Saturday 07 April 2012
Nothing on the landscape of London dining so greets the spring as the array of restaurants that lines the Thames at Tower Bridge. When the daffodils are out in Hyde Park, and legs of spring lamb hang in the windows of Allen's and Lidgate's, then (as Chaucer might have put it) folk long to go dining al fresco. For 20 years, the Pont de le Tour has offered City locals and rich tourists a gorgeous view of the river from the terrace. Terence Conran's flagship eaterie started life in 1992. Since then it's been bought by the D&D group (which owns 19 London restaurants, including the Pont's less posh neighbours, the Blueprint Café, the Cantina and Butler's Wharf Chop House) and celebrates its 20th birthday in October. Inspired by the whiff of Easter spring in the air last week, I went to pay my respects.
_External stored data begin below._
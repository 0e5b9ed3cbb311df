use super::Supervisor;
use crate::error::{Error, Result};
use crate::liveness::read_pid_file;
use crate::service::{LastAction, MergeSummary, RunState, ServiceEntry, ServiceKind, ServiceRecord};
use crate::supervisor::StartOutcome;
use serde::{Deserialize, Serialize};
use std::fmt;
use std::path::PathBuf;
use std::str::FromStr;
use std::time::Duration;
use tokio::time::Instant;

const EXIT_POLL_INTERVAL: Duration = Duration::from_millis(100);

/// Actions a client can request on a single service.
#[derive(Debug, Clone, Copy, PartialEq, Eq, Serialize, Deserialize)]
#[serde(rename_all = "lowercase")]
pub enum ServiceAction {
    Start,
    Stop,
    Restart,
    Reload,
    ForceKill,
}

impl fmt::Display for ServiceAction {
    fn fmt(&self, f: &mut fmt::Formatter<'_>) -> fmt::Result {
        match self {
            ServiceAction::Start => write!(f, "start"),
            ServiceAction::Stop => write!(f, "stop"),
            ServiceAction::Restart => write!(f, "restart"),
            ServiceAction::Reload => write!(f, "reload"),
            ServiceAction::ForceKill => write!(f, "forcekill"),
        }
    }
}

impl FromStr for ServiceAction {
    type Err = String;

    fn from_str(s: &str) -> std::result::Result<Self, Self::Err> {
        match s {
            "start" => Ok(ServiceAction::Start),
            "stop" => Ok(ServiceAction::Stop),
            "restart" => Ok(ServiceAction::Restart),
            "reload" => Ok(ServiceAction::Reload),
            "forcekill" | "kill" => Ok(ServiceAction::ForceKill),
            other => Err(format!("unknown service action '{}'", other)),
        }
    }
}

/// What a [`Supervisor::reload`] changed.
#[derive(Debug, Clone, Default, PartialEq, Eq)]
pub struct ReloadSummary {
    pub merged: MergeSummary,
    /// Definition files that failed to load and were left out
    pub skipped: Vec<PathBuf>,
}

/// Reply to a [`ServiceAction`].
#[derive(Debug, Clone, PartialEq, Eq, Serialize, Deserialize)]
pub struct ServiceActionAnswer {
    pub success: bool,
    pub message: String,
}

impl ServiceActionAnswer {
    pub fn ok(message: impl Into<String>) -> Self {
        Self {
            success: true,
            message: message.into(),
        }
    }

    pub fn failed(message: impl Into<String>) -> Self {
        Self {
            success: false,
            message: message.into(),
        }
    }
}

impl Supervisor {
    /// Start `name` unless it is already alive.
    ///
    /// A service whose last run ended may be started again.
    #[tracing::instrument(skip(self))]
    pub async fn check_and_start(&self, name: &str) -> Result<StartOutcome> {
        let entry = self.registry.get(name)?;
        let record = entry.snapshot();
        if record.deleted {
            return Err(Error::ServiceDeleted(name.to_string()));
        }

        let liveness = self.prober.probe(&record).await?;
        if liveness.alive {
            return Err(Error::AlreadyRunning {
                name: name.to_string(),
                pid: liveness.pid,
            });
        }

        self.processes.start(&entry, true).await
    }

    /// Stop `name`, best effort and without probing it first.
    ///
    /// Always stamps `LastAction = Stop`. On success the record ends
    /// `Stopped`; when the stop path fails it ends `Errored`. A simple service
    /// that was not running is moved to `Stopped` but still reported as not
    /// alive. If the service is started again while the stop is in progress,
    /// the newer run keeps its state.
    #[tracing::instrument(skip(self))]
    pub async fn check_and_stop(&self, name: &str) -> Result<()> {
        let entry = self.registry.get(name)?;
        let record = entry.with_record(|record| {
            record.stamp(LastAction::Stop);
            record.clone()
        });
        let definition = &record.definition;

        if definition.kind == ServiceKind::Simple && !record.state.is_running() {
            entry.mark_stopped(record.run_id, Ok(()));
            return Err(Error::NotAlive(name.to_string()));
        }

        let result = self
            .processes
            .exec_shutdown(definition, record.last_known_pid)
            .await;
        let outcome = match &result {
            Ok(()) => {
                tracing::info!(service = %name, "Service stopped");
                Ok(())
            }
            Err(e) => {
                tracing::error!(service = %name, "Failed to stop service: {}", e);
                Err(e.to_string())
            }
        };
        if !entry.mark_stopped(record.run_id, outcome) {
            tracing::debug!(service = %name, "Service was started again during stop, keeping new run");
        }
        result
    }

    /// Stop `name`, give it up to `stop_grace_period` to exit, then start it
    /// again. Ends with `LastAction = Restart`.
    #[tracing::instrument(skip(self))]
    pub async fn restart(&self, name: &str) -> Result<StartOutcome> {
        let entry = self.registry.get(name)?;
        if entry.snapshot().deleted {
            return Err(Error::ServiceDeleted(name.to_string()));
        }

        if let Err(e) = self.check_and_stop(name).await {
            tracing::warn!(service = %name, "Stop before restart: {}", e);
        }
        self.wait_for_exit(&entry).await;

        let result = self.check_and_start(name).await;
        entry.stamp(LastAction::Restart);
        result
    }

    /// Re-read the services directory and merge it into the registry,
    /// keeping run states.
    ///
    /// The reload applies to every definition; `name` only picks the record
    /// stamped with `LastAction = Reload`, and is skipped when it no longer
    /// resolves.
    #[tracing::instrument(skip(self))]
    pub async fn reload(&self, name: &str) -> Result<ReloadSummary> {
        let loader = self.loader.as_ref().ok_or_else(|| {
            Error::Config("the daemon was started without a services directory".to_string())
        })?;
        let report = loader.load()?;
        let merged = self.registry.merge(report.definitions, true);
        let summary = ReloadSummary {
            merged,
            skipped: report.failures.into_iter().map(|failure| failure.file).collect(),
        };
        tracing::info!(
            added = summary.merged.added.len(),
            updated = summary.merged.updated.len(),
            deleted = summary.merged.deleted.len(),
            skipped = summary.skipped.len(),
            "Reloaded service definitions"
        );

        match self.registry.get(name) {
            Ok(entry) => entry.stamp(LastAction::Reload),
            Err(_) => tracing::debug!(service = %name, "Reload requested through an unknown service"),
        }
        Ok(summary)
    }

    /// SIGKILL the process group of `name`, bypassing its Shutdown command.
    ///
    /// Targets the tracked PID, or the PID file's PID when nothing is
    /// tracked. Returns the PID that was killed.
    #[tracing::instrument(skip(self))]
    pub async fn force_kill(&self, name: &str) -> Result<u32> {
        let entry = self.registry.get(name)?;
        let record = entry.snapshot();
        let pid = match record.last_known_pid {
            0 => match &record.definition.pid_file {
                Some(path) => read_pid_file(path)?,
                None => None,
            },
            pid => Some(pid),
        }
        .ok_or_else(|| Error::NotAlive(name.to_string()))?;

        self.processes.kill(pid)?;
        tracing::warn!(service = %name, pid, "Sent SIGKILL");

        entry.with_record(|record| {
            record.transition(RunState::Stopped);
            record.last_known_pid = 0;
            record.stamp(LastAction::ForceKill);
        });
        Ok(pid)
    }

    /// Stop every running service, concurrently. Errors are logged.
    pub async fn stop_all(&self) {
        let running: Vec<_> = self
            .registry
            .entries()
            .into_iter()
            .filter(|entry| entry.state().is_running())
            .collect();
        tracing::info!("Stopping {} running service(s)", running.len());

        let stops = running.iter().map(|entry| async move {
            if let Err(e) = self.check_and_stop(entry.name()).await {
                tracing::warn!(service = %entry.name(), "{}", e);
            }
        });
        futures::future::join_all(stops).await;
    }

    /// Run `action` on `name` and phrase the result for a client.
    pub async fn service_action(&self, name: &str, action: ServiceAction) -> ServiceActionAnswer {
        let result = match action {
            ServiceAction::Start => self.check_and_start(name).await.map(|outcome| {
                match outcome.pid() {
                    Some(pid) => format!("Service {} started as PID {}", name, pid),
                    None => format!("Service {} started", name),
                }
            }),
            ServiceAction::Stop => self
                .check_and_stop(name)
                .await
                .map(|()| format!("Service {} stopped", name)),
            ServiceAction::Restart => self
                .restart(name)
                .await
                .map(|_| format!("Service {} restarted", name)),
            ServiceAction::Reload => self.reload(name).await.map(|summary| {
                format!(
                    "Reloaded service definitions: {} added, {} updated, {} deleted, {} skipped",
                    summary.merged.added.len(),
                    summary.merged.updated.len(),
                    summary.merged.deleted.len(),
                    summary.skipped.len()
                )
            }),
            ServiceAction::ForceKill => self
                .force_kill(name)
                .await
                .map(|pid| format!("Killed PID {} of service {}", pid, name)),
        };

        match result {
            Ok(message) => ServiceActionAnswer::ok(message),
            Err(e) => ServiceActionAnswer::failed(e.to_string()),
        }
    }

    /// Wait for the processes of `entry` to go away, SIGKILLing them once the
    /// grace period is over.
    async fn wait_for_exit(&self, entry: &ServiceEntry) {
        let deadline = Instant::now() + self.config.stop_grace_period();
        loop {
            let Some(pid) = self.running_pid(&entry.snapshot()) else {
                return;
            };
            if Instant::now() >= deadline {
                tracing::warn!(
                    service = %entry.name(),
                    pid,
                    "Process did not exit after {:?}, sending SIGKILL",
                    self.config.stop_grace_period()
                );
                if let Err(e) = self.processes.kill(pid) {
                    tracing::warn!(service = %entry.name(), "{}", e);
                }
                return;
            }
            tokio::time::sleep(EXIT_POLL_INTERVAL).await;
        }
    }

    fn running_pid(&self, record: &ServiceRecord) -> Option<u32> {
        let ops = self.processes.ops();
        if record.last_known_pid != 0 {
            return ops
                .exists(record.last_known_pid)
                .then_some(record.last_known_pid);
        }
        let path = record.definition.pid_file.as_ref()?;
        let pid = read_pid_file(path).ok().flatten()?;
        ops.exists(pid).then_some(pid)
    }
}

#[cfg(test)]
mod tests {
    use super::*;

    #[test]
    fn action_names() {
        assert_eq!("kill".parse::<ServiceAction>(), Ok(ServiceAction::ForceKill));
        assert_eq!("forcekill".parse::<ServiceAction>(), Ok(ServiceAction::ForceKill));
        assert!("bounce".parse::<ServiceAction>().is_err());
        assert_eq!(ServiceAction::Restart.to_string(), "restart");
        assert_eq!(
            serde_json::to_string(&ServiceAction::ForceKill).unwrap(),
            "\"forcekill\""
        );
    }
}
It's more posh and snooty than I remember but the bar-and-grill area is packed and friendly. A black piano promises later cocktail stylings to go with your asparagus and charcuterie. In the main restaurant, framed ink drawings of aristocrats at play line the walls, the napery is blindingly white, and the clientele unmistakably from Bank rather than Bermondsey. Tim and I sat under the Pont's wide awnings, admiring the silver tubs of greenery, lit by fairy lights, that give the restaurant's frontage a shimmery glow. We liked the views of the City – the red lights like eyes at the top of the Gherkin, the glowing blue of the Lloyds building. A shame, we agreed, that the Shard owners couldn't be arsed to put it in our sight-lines.
The menu was full of classic French dishes – foie gras ballotine, lobster thermidor, veal kidney flambé à la moutarde – interspersed with solid British fare (tian of Dorset crab, Colchester rock oysters) and seemed not exorbitantly priced at £44.50 for three courses. Oyster and caviar dishes carried supplements of between £10 and £95, so I avoided them, while noting that a couple of mains also carried supplements. What the hell, I thought, £2 or £5 extra won't break the bank...
I wish I could rhapsodise and say the food matched the setting, but it didn't. Tim's poached lobster salad was nicely, squidgily chewy with a touch of balsamic and whisper of cucumber, but its 'apple reduction' was over-reduced to vanishing point. My 'scallops baked in a shell' were precisely two scallops, soft, juicy and tender, served with a tiny leek sauce containing, inexplicably, stem ginger. Can we have a rest from cooking scallops with sweet ingredients?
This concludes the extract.